▶ [Exercise input]
• • •

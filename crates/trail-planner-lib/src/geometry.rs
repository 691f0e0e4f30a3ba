//! Planar polyline operations in degree space
//!
//! These are the tolerance-aware primitives the graph builder is made of:
//! locating a point on a line, interpolating along it, splitting it at a
//! snapped point, and finding the nearest point pair between two lines.
//!
//! Endpoint results are always the exact input coordinates (never recomputed
//! through interpolation), because node identity downstream is bit-exact.

use crate::GeometryError;
use geo::algorithm::line_intersection::{LineIntersection, line_intersection};
use geo::{
    Closest, ClosestPoint, Coord, Distance, Euclidean, Length, Line, LineInterpolatePoint,
    LineLocatePoint, LineString, Point,
};

/// Closest location on a line to a query point
#[derive(Debug, Clone, Copy, PartialEq)]
pub struct LineLocation {
    /// Index of the segment holding the closest point
    pub segment: usize,
    /// The closest point on the line
    pub coord: Coord<f64>,
    /// Distance along the line from its start to `coord`
    pub position: f64,
    /// Distance from the query point to `coord`
    pub distance: f64,
}

/// Nearest point pair between two lines
#[derive(Debug, Clone, Copy, PartialEq)]
pub struct NearestPoints {
    /// Point on the first line
    pub on_a: Coord<f64>,
    /// Point on the second line
    pub on_b: Coord<f64>,
    /// Distance between the two points
    pub distance: f64,
}

#[inline]
fn point_distance(a: Coord<f64>, b: Coord<f64>) -> f64 {
    Euclidean.distance(&Point::from(a), &Point::from(b))
}

/// Total length of a line
#[inline]
pub fn line_length(line: &LineString<f64>) -> f64 {
    Euclidean.length(line)
}

fn closest_coord(closest: Closest<f64>) -> Option<Coord<f64>> {
    match closest {
        Closest::Intersection(point) | Closest::SinglePoint(point) => Some(point.0),
        Closest::Indeterminate => None,
    }
}

/// Find the closest location on `line` to `point`
///
/// Returns `None` for an empty line. Ties keep the earliest segment.
pub fn locate(line: &LineString<f64>, point: Coord<f64>) -> Option<LineLocation> {
    let first = *line.0.first()?;
    let query = Point::from(point);
    let coord = closest_coord(line.closest_point(&query)).unwrap_or(first);
    let segment = line
        .lines()
        .enumerate()
        .map(|(index, segment)| (index, Euclidean.distance(&segment, &Point::from(coord))))
        .min_by(|a, b| a.1.total_cmp(&b.1))
        .map_or(0, |(index, _)| index);
    let fraction = line.line_locate_point(&query).unwrap_or(0.0);

    Some(LineLocation {
        segment,
        coord,
        position: fraction * line_length(line),
        distance: point_distance(coord, point),
    })
}

/// Distance along `line` of the point closest to `point`
#[inline]
pub fn project(line: &LineString<f64>, point: Coord<f64>) -> f64 {
    line.line_locate_point(&Point::from(point))
        .map_or(0.0, |fraction| fraction * line_length(line))
}

/// Point on `line` closest to `point`
#[inline]
pub fn closest_point(line: &LineString<f64>, point: Coord<f64>) -> Coord<f64> {
    closest_coord(line.closest_point(&Point::from(point)))
        .or_else(|| line.0.first().copied())
        .unwrap_or(point)
}

/// Point at distance `position` along `line`
///
/// Positions at or beyond the ends return the exact first/last coordinate.
/// Returns `None` for an empty line.
pub fn interpolate(line: &LineString<f64>, position: f64) -> Option<Coord<f64>> {
    let first = *line.0.first()?;
    let last = *line.0.last()?;
    let length = line_length(line);
    if position <= 0.0 || length == 0.0 {
        return Some(first);
    }
    if position >= length {
        return Some(last);
    }
    line.line_interpolate_point(position / length)
        .map(|point| point.0)
}

/// Snap `point` onto `line` within `tolerance` and split the line there.
///
/// A vertex within tolerance of the point is moved onto it; otherwise the
/// point is inserted into the closest segment. Both halves contain `point`
/// exactly as their shared end/start coordinate.
///
/// Splits that would leave an empty half fail with [`GeometryError::AtLineStart`]
/// or [`GeometryError::AtLineEnd`].
pub fn snap_split(
    line: &LineString<f64>,
    point: Coord<f64>,
    tolerance: f64,
) -> Result<(LineString<f64>, LineString<f64>), GeometryError> {
    let coords = &line.0;
    if coords.len() < 2 {
        return Err(GeometryError::Degenerate(format!(
            "cannot split a line with {} coordinate(s)",
            coords.len()
        )));
    }
    let last = coords.len() - 1;

    let (vertex, vertex_distance) = coords
        .iter()
        .enumerate()
        .map(|(i, c)| (i, point_distance(*c, point)))
        .min_by(|a, b| a.1.total_cmp(&b.1))
        .ok_or_else(|| GeometryError::Degenerate("empty line".to_string()))?;

    let (head_end, tail_start) = if vertex_distance <= tolerance {
        if vertex == 0 {
            return Err(GeometryError::AtLineStart {
                x: point.x,
                y: point.y,
            });
        }
        if vertex == last {
            return Err(GeometryError::AtLineEnd {
                x: point.x,
                y: point.y,
            });
        }
        (vertex, vertex + 1)
    } else {
        let location = locate(line, point).ok_or_else(|| {
            GeometryError::Degenerate("cannot locate point on empty line".to_string())
        })?;
        if location.distance > tolerance {
            return Err(GeometryError::SnapFailed {
                x: point.x,
                y: point.y,
                distance: location.distance,
                tolerance,
            });
        }
        (location.segment + 1, location.segment + 1)
    };

    let mut head: Vec<Coord<f64>> = coords[..head_end].to_vec();
    head.push(point);
    let mut tail: Vec<Coord<f64>> = Vec::with_capacity(coords.len() - tail_start + 1);
    tail.push(point);
    tail.extend_from_slice(&coords[tail_start..]);

    Ok((LineString::new(head), LineString::new(tail)))
}

/// Nearest point pair between two lines.
///
/// Away from crossings the minimum is reached at a vertex of one line, so
/// vertex candidates come first and shared vertices come back exactly. Only
/// lines that touch without a vertex candidate fall back to their proper
/// segment crossing. Returns `None` if either line has fewer than two
/// coordinates.
pub fn nearest_points(a: &LineString<f64>, b: &LineString<f64>) -> Option<NearestPoints> {
    if a.0.len() < 2 || b.0.len() < 2 {
        return None;
    }
    let gap = Euclidean.distance(a, b);

    let from_a = a
        .0
        .iter()
        .map(|&vertex| (vertex, closest_point(b, vertex)));
    let from_b = b
        .0
        .iter()
        .map(|&vertex| (closest_point(a, vertex), vertex));

    let mut best: Option<NearestPoints> = None;
    for (on_a, on_b) in from_a.chain(from_b) {
        let distance = point_distance(on_a, on_b);
        if best.is_none_or(|current| distance < current.distance) {
            best = Some(NearestPoints {
                on_a,
                on_b,
                distance,
            });
        }
        if distance == 0.0 {
            return best;
        }
    }

    if gap == 0.0 {
        if let Some(crossing) = first_crossing(a, b) {
            return Some(NearestPoints {
                on_a: crossing,
                on_b: crossing,
                distance: 0.0,
            });
        }
    }
    best
}

fn first_crossing(a: &LineString<f64>, b: &LineString<f64>) -> Option<Coord<f64>> {
    a.lines().find_map(|seg_a| {
        b.lines()
            .find_map(|seg_b| match line_intersection(seg_a, seg_b) {
                Some(LineIntersection::SinglePoint { intersection, .. }) => Some(intersection),
                Some(LineIntersection::Collinear { intersection }) => Some(intersection.start),
                None => None,
            })
    })
}

/// Fraction of `first`'s segments lying on `second` within `tolerance`.
///
/// A segment counts as coincident when both of its end vertices are within
/// tolerance of `second`. Returns 0 for a line without segments.
pub fn coincidence_ratio(first: &LineString<f64>, second: &LineString<f64>, tolerance: f64) -> f64 {
    let segments = first.0.len().saturating_sub(1);
    if segments == 0 {
        return 0.0;
    }

    let on_second: Vec<bool> = first
        .0
        .iter()
        .map(|c| locate(second, *c).is_some_and(|loc| loc.distance <= tolerance))
        .collect();
    let coincident = on_second.windows(2).filter(|w| w[0] && w[1]).count();

    coincident as f64 / segments as f64
}

/// The same line traversed in the opposite direction
pub fn reversed(line: &LineString<f64>) -> LineString<f64> {
    LineString::new(line.0.iter().rev().copied().collect())
}

/// A two-point line, mostly useful for tests and fixtures
pub fn segment_line(a: Coord<f64>, b: Coord<f64>) -> LineString<f64> {
    LineString::from(Line::new(a, b))
}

• • •

Filter the listing above by the word "GeometryError"; copy each line that passes.

use crate::GeometryError;
/// Splits that would leave an empty half fail with [`GeometryError::AtLineStart`]
/// or [`GeometryError::AtLineEnd`].
) -> Result<(LineString<f64>, LineString<f64>), GeometryError> {
        return Err(GeometryError::Degenerate(format!(
        .ok_or_else(|| GeometryError::Degenerate("empty line".to_string()))?;
            return Err(GeometryError::AtLineStart {
            return Err(GeometryError::AtLineEnd {
            GeometryError::Degenerate("cannot locate point on empty line".to_string())
            return Err(GeometryError::SnapFailed {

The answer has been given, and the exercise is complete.